+++ Records provided +++

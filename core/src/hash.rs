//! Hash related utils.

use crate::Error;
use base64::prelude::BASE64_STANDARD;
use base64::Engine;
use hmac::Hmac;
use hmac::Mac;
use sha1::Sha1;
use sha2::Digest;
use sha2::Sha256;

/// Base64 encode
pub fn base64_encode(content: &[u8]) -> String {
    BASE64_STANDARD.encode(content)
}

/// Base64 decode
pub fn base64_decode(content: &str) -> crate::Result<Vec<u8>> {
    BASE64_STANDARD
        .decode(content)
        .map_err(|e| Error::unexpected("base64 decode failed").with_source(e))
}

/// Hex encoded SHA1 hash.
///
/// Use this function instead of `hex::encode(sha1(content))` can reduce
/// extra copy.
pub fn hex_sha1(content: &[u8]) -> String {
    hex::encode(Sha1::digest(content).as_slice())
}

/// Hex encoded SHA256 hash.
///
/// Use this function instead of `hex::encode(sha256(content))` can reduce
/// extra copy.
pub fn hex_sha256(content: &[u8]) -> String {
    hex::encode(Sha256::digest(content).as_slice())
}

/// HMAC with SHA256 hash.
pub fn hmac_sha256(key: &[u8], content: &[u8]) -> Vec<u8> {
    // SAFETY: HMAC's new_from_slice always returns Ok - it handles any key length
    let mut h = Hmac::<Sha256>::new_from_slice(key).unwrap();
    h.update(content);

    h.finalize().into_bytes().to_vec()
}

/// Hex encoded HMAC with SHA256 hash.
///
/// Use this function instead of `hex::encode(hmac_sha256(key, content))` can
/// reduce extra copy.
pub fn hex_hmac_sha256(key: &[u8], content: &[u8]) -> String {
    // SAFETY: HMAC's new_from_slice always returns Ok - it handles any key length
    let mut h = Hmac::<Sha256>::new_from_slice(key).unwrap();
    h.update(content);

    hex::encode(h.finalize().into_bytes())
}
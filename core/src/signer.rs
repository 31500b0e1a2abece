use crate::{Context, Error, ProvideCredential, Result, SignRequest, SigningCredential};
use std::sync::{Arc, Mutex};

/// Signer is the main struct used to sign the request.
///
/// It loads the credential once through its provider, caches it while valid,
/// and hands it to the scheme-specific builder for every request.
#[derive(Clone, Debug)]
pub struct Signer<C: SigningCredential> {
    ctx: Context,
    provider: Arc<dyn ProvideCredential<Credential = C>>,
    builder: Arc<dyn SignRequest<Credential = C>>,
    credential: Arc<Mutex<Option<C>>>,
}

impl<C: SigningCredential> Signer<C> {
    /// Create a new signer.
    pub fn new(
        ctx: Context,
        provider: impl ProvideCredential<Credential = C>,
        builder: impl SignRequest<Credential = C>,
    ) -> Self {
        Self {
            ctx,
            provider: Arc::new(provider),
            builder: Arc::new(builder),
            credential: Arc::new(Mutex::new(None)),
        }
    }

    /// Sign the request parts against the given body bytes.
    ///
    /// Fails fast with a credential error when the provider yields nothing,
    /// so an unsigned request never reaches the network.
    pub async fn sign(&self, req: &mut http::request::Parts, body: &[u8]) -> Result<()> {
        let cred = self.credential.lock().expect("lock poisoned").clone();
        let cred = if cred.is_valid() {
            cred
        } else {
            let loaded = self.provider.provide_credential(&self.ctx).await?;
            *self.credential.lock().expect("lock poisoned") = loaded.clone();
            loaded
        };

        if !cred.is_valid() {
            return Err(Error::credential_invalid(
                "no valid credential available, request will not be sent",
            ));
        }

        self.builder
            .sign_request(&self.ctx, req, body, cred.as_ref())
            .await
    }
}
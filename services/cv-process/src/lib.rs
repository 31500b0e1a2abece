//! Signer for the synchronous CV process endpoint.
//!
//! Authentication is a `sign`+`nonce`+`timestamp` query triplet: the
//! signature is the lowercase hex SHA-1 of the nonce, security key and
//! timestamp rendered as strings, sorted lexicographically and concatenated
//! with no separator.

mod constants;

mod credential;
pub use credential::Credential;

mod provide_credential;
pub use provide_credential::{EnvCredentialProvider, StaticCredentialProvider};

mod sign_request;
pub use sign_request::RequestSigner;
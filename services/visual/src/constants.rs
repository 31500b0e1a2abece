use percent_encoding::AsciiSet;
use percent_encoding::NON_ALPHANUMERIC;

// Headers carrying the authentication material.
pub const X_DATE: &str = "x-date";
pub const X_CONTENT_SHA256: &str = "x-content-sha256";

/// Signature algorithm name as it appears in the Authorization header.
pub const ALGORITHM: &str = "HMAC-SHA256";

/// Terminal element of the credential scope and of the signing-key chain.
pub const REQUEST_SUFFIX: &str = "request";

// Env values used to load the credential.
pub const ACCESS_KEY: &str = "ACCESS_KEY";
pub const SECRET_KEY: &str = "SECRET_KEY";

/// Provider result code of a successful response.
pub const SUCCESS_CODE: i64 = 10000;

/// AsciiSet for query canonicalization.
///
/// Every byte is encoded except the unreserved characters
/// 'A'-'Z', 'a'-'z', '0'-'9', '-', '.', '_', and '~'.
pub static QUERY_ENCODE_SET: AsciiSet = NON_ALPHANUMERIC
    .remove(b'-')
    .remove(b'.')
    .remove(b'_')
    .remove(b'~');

+++

§ **Exercise requirements**
Restate all of the entries exactly, please.

§ **Output for this task**
filename core/src/hash.rs
//! Hash related utils.

use crate::Error;
use base64::prelude::BASE64_STANDARD;
use base64::Engine;
use hmac::Hmac;
use hmac::Mac;
use sha1::Sha1;
use sha2::Digest;
use sha2::Sha256;

/// Base64 encode
pub fn base64_encode(content: &[u8]) -> String {
    BASE64_STANDARD.encode(content)
}

/// Base64 decode
pub fn base64_decode(content: &str) -> crate::Result<Vec<u8>> {
    BASE64_STANDARD
        .decode(content)
        .map_err(|e| Error::unexpected("base64 decode failed").with_source(e))
}

/// Hex encoded SHA1 hash.
///
/// Use this function instead of `hex::encode(sha1(content))` can reduce
/// extra copy.
pub fn hex_sha1(content: &[u8]) -> String {
    hex::encode(Sha1::digest(content).as_slice())
}

/// Hex encoded SHA256 hash.
///
/// Use this function instead of `hex::encode(sha256(content))` can reduce
/// extra copy.
pub fn hex_sha256(content: &[u8]) -> String {
    hex::encode(Sha256::digest(content).as_slice())
}

/// HMAC with SHA256 hash.
pub fn hmac_sha256(key: &[u8], content: &[u8]) -> Vec<u8> {
    // SAFETY: HMAC's new_from_slice always returns Ok - it handles any key length
    let mut h = Hmac::<Sha256>::new_from_slice(key).unwrap();
    h.update(content);

    h.finalize().into_bytes().to_vec()
}

/// Hex encoded HMAC with SHA256 hash.
///
/// Use this function instead of `hex::encode(hmac_sha256(key, content))` can
/// reduce extra copy.
pub fn hex_hmac_sha256(key: &[u8], content: &[u8]) -> String {
    // SAFETY: HMAC's new_from_slice always returns Ok - it handles any key length
    let mut h = Hmac::<Sha256>::new_from_slice(key).unwrap();
    h.update(content);

    hex::encode(h.finalize().into_bytes())
}
filename core/src/signer.rs
repository 31500b0e1a2abece
use crate::{Context, Error, ProvideCredential, Result, SignRequest, SigningCredential};
use std::sync::{Arc, Mutex};

/// Signer is the main struct used to sign the request.
///
/// It loads the credential once through its provider, caches it while valid,
/// and hands it to the scheme-specific builder for every request.
#[derive(Clone, Debug)]
pub struct Signer<C: SigningCredential> {
    ctx: Context,
    provider: Arc<dyn ProvideCredential<Credential = C>>,
    builder: Arc<dyn SignRequest<Credential = C>>,
    credential: Arc<Mutex<Option<C>>>,
}

impl<C: SigningCredential> Signer<C> {
    /// Create a new signer.
    pub fn new(
        ctx: Context,
        provider: impl ProvideCredential<Credential = C>,
        builder: impl SignRequest<Credential = C>,
    ) -> Self {
        Self {
            ctx,
            provider: Arc::new(provider),
            builder: Arc::new(builder),
            credential: Arc::new(Mutex::new(None)),
        }
    }

    /// Sign the request parts against the given body bytes.
    ///
    /// Fails fast with a credential error when the provider yields nothing,
    /// so an unsigned request never reaches the network.
    pub async fn sign(&self, req: &mut http::request::Parts, body: &[u8]) -> Result<()> {
        let cred = self.credential.lock().expect("lock poisoned").clone();
        let cred = if cred.is_valid() {
            cred
        } else {
            let loaded = self.provider.provide_credential(&self.ctx).await?;
            *self.credential.lock().expect("lock poisoned") = loaded.clone();
            loaded
        };

        if !cred.is_valid() {
            return Err(Error::credential_invalid(
                "no valid credential available, request will not be sent",
            ));
        }

        self.builder
            .sign_request(&self.ctx, req, body, cred.as_ref())
            .await
    }
}
filename services/cv-process/src/lib.rs
repository 31500b0e1a2abece
//! Signer for the synchronous CV process endpoint.
//!
//! Authentication is a `sign`+`nonce`+`timestamp` query triplet: the
//! signature is the lowercase hex SHA-1 of the nonce, security key and
//! timestamp rendered as strings, sorted lexicographically and concatenated
//! with no separator.

mod constants;

mod credential;
pub use credential::Credential;

mod provide_credential;
pub use provide_credential::{EnvCredentialProvider, StaticCredentialProvider};

mod sign_request;
pub use sign_request::RequestSigner;
filename services/visual/src/constants.rs
repository 31500b0e1a2abece
use percent_encoding::AsciiSet;
use percent_encoding::NON_ALPHANUMERIC;

// Headers carrying the authentication material.
pub const X_DATE: &str = "x-date";
pub const X_CONTENT_SHA256: &str = "x-content-sha256";

/// Signature algorithm name as it appears in the Authorization header.
pub const ALGORITHM: &str = "HMAC-SHA256";

/// Terminal element of the credential scope and of the signing-key chain.
pub const REQUEST_SUFFIX: &str = "request";

// Env values used to load the credential.
pub const ACCESS_KEY: &str = "ACCESS_KEY";
pub const SECRET_KEY: &str = "SECRET_KEY";

/// Provider result code of a successful response.
pub const SUCCESS_CODE: i64 = 10000;

/// AsciiSet for query canonicalization.
///
/// Every byte is encoded except the unreserved characters
/// 'A'-'Z', 'a'-'z', '0'-'9', '-', '.', '_', and '~'.
pub static QUERY_ENCODE_SET: AsciiSet = NON_ALPHANUMERIC
    .remove(b'-')
    .remove(b'.')
    .remove(b'_')
    .remove(b'~');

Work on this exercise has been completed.